*Work task:*
Only lines holding the string "FabricError" are wanted; copy each one from the material.

*Data for review:*
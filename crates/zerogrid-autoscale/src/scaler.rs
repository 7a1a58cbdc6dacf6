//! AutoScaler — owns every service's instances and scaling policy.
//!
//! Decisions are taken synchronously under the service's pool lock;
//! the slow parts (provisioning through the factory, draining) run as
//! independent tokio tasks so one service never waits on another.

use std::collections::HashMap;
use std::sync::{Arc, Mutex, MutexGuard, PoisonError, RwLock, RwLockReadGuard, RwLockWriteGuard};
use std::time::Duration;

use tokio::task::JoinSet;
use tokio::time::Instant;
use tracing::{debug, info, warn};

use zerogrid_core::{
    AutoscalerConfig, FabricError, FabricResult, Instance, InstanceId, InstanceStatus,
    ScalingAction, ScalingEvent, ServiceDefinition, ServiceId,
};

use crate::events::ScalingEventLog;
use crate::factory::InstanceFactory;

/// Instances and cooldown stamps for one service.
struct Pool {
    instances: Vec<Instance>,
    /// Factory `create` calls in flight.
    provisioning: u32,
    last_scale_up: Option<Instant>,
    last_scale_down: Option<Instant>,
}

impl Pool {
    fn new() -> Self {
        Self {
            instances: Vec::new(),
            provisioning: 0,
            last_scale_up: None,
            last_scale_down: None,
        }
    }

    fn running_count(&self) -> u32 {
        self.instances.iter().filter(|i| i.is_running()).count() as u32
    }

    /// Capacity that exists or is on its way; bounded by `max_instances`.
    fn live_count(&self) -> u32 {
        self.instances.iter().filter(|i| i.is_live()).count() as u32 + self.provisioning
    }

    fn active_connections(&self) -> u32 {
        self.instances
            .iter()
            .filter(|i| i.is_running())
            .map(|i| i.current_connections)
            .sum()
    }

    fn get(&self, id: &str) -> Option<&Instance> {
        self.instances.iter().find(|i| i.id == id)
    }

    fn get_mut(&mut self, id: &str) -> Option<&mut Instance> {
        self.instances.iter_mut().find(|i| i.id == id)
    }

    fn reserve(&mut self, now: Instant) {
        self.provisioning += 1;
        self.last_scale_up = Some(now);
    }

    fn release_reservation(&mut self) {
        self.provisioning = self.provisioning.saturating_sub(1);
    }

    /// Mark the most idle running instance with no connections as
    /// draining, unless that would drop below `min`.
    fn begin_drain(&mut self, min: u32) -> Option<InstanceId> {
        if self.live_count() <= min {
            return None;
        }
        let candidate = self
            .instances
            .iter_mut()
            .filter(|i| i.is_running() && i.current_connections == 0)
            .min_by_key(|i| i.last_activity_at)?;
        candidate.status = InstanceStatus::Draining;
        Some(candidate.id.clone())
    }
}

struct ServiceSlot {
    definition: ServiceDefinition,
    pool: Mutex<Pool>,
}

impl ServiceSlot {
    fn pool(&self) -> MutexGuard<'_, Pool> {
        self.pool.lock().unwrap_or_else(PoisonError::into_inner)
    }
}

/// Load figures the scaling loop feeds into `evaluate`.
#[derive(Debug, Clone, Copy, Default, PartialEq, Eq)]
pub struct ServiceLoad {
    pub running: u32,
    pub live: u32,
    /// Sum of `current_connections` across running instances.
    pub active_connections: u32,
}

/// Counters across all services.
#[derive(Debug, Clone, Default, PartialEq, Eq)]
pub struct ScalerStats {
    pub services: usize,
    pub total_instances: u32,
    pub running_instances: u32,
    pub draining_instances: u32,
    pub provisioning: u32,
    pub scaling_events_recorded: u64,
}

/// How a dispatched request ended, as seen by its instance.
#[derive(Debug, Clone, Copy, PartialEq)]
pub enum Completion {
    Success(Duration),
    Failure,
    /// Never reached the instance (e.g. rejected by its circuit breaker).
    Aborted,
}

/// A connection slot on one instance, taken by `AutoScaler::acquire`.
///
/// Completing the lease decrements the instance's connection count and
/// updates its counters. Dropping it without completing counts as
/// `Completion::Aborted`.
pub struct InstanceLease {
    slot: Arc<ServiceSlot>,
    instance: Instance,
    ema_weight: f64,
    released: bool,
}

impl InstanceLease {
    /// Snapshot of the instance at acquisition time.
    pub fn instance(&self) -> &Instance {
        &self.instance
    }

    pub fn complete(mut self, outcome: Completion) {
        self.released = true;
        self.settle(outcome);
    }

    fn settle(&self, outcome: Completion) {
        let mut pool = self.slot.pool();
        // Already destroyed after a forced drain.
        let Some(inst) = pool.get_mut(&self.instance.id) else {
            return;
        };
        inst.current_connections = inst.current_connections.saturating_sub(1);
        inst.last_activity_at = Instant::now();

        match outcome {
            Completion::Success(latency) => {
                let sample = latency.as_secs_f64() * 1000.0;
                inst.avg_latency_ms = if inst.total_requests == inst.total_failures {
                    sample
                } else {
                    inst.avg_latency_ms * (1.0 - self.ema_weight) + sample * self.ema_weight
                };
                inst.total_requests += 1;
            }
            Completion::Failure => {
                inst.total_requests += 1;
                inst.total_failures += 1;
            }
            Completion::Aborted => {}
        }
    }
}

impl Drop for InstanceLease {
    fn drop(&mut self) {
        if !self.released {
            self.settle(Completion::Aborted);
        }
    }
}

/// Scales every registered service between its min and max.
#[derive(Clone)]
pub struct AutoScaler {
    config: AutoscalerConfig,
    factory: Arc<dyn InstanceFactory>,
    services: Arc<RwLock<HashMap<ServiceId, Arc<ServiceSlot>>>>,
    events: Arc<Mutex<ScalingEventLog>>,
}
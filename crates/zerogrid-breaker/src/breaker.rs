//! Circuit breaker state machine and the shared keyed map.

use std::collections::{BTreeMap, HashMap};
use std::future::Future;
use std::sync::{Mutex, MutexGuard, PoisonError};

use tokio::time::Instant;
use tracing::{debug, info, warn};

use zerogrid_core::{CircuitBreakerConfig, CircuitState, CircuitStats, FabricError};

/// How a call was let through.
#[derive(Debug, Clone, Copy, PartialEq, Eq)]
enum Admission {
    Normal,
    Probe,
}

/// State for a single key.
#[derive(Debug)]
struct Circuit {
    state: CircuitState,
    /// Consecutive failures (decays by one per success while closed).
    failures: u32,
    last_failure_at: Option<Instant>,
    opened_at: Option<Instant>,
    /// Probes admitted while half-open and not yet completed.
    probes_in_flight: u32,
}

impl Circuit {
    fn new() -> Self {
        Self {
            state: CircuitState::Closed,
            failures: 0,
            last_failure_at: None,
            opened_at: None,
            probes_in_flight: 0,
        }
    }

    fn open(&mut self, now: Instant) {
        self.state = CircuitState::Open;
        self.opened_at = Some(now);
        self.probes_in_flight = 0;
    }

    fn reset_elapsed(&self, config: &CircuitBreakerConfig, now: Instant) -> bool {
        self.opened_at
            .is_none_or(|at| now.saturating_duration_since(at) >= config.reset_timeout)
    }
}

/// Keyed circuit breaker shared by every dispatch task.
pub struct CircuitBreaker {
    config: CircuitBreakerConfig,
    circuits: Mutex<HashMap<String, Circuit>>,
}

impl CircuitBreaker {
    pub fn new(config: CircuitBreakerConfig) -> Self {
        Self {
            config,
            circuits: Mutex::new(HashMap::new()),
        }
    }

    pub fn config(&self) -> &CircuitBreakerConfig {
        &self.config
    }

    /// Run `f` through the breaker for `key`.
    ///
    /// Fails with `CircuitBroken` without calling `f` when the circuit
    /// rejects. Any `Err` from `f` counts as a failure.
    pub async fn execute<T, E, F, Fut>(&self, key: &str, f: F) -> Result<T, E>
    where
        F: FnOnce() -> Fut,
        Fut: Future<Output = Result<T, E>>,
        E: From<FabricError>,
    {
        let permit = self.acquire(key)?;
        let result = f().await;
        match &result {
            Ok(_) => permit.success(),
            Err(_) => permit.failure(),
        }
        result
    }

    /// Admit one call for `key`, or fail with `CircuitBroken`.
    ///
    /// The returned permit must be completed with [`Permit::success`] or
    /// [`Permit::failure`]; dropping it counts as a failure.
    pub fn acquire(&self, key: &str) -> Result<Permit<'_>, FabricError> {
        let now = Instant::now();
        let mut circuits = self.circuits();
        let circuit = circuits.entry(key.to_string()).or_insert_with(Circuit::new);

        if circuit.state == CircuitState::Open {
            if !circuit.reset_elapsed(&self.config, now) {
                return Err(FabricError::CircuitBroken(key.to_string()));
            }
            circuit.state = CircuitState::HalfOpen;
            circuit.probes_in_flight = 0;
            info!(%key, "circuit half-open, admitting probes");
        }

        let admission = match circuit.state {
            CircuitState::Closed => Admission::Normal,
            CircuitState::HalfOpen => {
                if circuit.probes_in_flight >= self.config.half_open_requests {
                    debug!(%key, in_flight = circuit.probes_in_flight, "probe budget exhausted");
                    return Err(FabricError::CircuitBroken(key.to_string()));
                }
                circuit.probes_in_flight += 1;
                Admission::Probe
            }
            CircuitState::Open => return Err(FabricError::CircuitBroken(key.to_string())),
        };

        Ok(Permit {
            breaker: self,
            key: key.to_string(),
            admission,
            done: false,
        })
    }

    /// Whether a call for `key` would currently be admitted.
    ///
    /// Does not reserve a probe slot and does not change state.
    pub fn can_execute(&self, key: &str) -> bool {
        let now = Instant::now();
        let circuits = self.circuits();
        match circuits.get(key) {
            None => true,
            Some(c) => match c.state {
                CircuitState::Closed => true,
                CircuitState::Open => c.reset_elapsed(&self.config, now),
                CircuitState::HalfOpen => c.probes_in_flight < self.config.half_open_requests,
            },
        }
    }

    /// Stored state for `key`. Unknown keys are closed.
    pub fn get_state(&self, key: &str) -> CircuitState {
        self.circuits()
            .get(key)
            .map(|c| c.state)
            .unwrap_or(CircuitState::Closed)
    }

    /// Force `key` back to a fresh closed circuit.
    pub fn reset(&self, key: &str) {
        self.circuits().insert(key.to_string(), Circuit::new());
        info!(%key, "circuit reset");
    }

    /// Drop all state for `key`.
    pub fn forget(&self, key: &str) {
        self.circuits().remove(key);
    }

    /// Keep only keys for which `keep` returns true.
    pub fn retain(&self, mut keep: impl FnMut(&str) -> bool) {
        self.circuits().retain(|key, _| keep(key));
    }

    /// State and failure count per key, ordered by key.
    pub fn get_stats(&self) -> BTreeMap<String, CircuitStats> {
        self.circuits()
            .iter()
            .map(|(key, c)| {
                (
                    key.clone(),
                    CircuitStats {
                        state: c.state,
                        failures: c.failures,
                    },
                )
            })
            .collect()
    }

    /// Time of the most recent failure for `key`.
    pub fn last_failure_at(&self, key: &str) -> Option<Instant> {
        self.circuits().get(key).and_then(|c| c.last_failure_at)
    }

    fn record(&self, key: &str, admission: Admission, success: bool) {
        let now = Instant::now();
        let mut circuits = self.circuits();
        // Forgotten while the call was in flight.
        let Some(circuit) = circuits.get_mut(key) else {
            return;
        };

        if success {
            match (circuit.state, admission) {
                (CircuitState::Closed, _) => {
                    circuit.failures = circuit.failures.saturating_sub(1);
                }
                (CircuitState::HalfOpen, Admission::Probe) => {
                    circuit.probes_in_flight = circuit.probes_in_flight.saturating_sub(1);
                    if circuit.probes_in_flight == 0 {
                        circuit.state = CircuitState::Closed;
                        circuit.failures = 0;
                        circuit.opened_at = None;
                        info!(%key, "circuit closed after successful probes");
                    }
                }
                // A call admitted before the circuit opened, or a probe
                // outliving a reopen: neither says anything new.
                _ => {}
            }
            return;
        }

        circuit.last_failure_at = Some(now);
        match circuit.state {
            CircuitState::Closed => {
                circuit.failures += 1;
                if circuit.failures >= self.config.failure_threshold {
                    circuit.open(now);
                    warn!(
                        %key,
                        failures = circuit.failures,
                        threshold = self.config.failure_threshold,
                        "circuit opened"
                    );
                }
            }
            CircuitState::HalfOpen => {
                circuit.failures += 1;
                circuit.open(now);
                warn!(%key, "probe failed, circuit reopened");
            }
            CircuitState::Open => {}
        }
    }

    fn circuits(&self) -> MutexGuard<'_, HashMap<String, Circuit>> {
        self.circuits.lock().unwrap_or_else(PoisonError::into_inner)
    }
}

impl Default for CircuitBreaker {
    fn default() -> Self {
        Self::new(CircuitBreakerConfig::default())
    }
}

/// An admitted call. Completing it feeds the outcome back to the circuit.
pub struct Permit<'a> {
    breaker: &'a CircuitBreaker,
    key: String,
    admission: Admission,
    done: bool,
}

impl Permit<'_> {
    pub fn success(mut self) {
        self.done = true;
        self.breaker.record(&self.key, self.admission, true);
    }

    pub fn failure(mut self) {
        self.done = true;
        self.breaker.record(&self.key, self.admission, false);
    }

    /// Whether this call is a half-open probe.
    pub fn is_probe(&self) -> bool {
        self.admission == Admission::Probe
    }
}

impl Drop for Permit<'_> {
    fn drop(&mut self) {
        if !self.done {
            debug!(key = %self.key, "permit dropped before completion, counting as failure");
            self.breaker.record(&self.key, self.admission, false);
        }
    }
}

*Task answer:*
    AutoscalerConfig, FabricError, FabricResult, Instance, InstanceId, InstanceStatus,
use zerogrid_core::{CircuitBreakerConfig, CircuitState, CircuitStats, FabricError};
        E: From<FabricError>,
    pub fn acquire(&self, key: &str) -> Result<Permit<'_>, FabricError> {
                return Err(FabricError::CircuitBroken(key.to_string()));
                    return Err(FabricError::CircuitBroken(key.to_string()));
            CircuitState::Open => return Err(FabricError::CircuitBroken(key.to_string())),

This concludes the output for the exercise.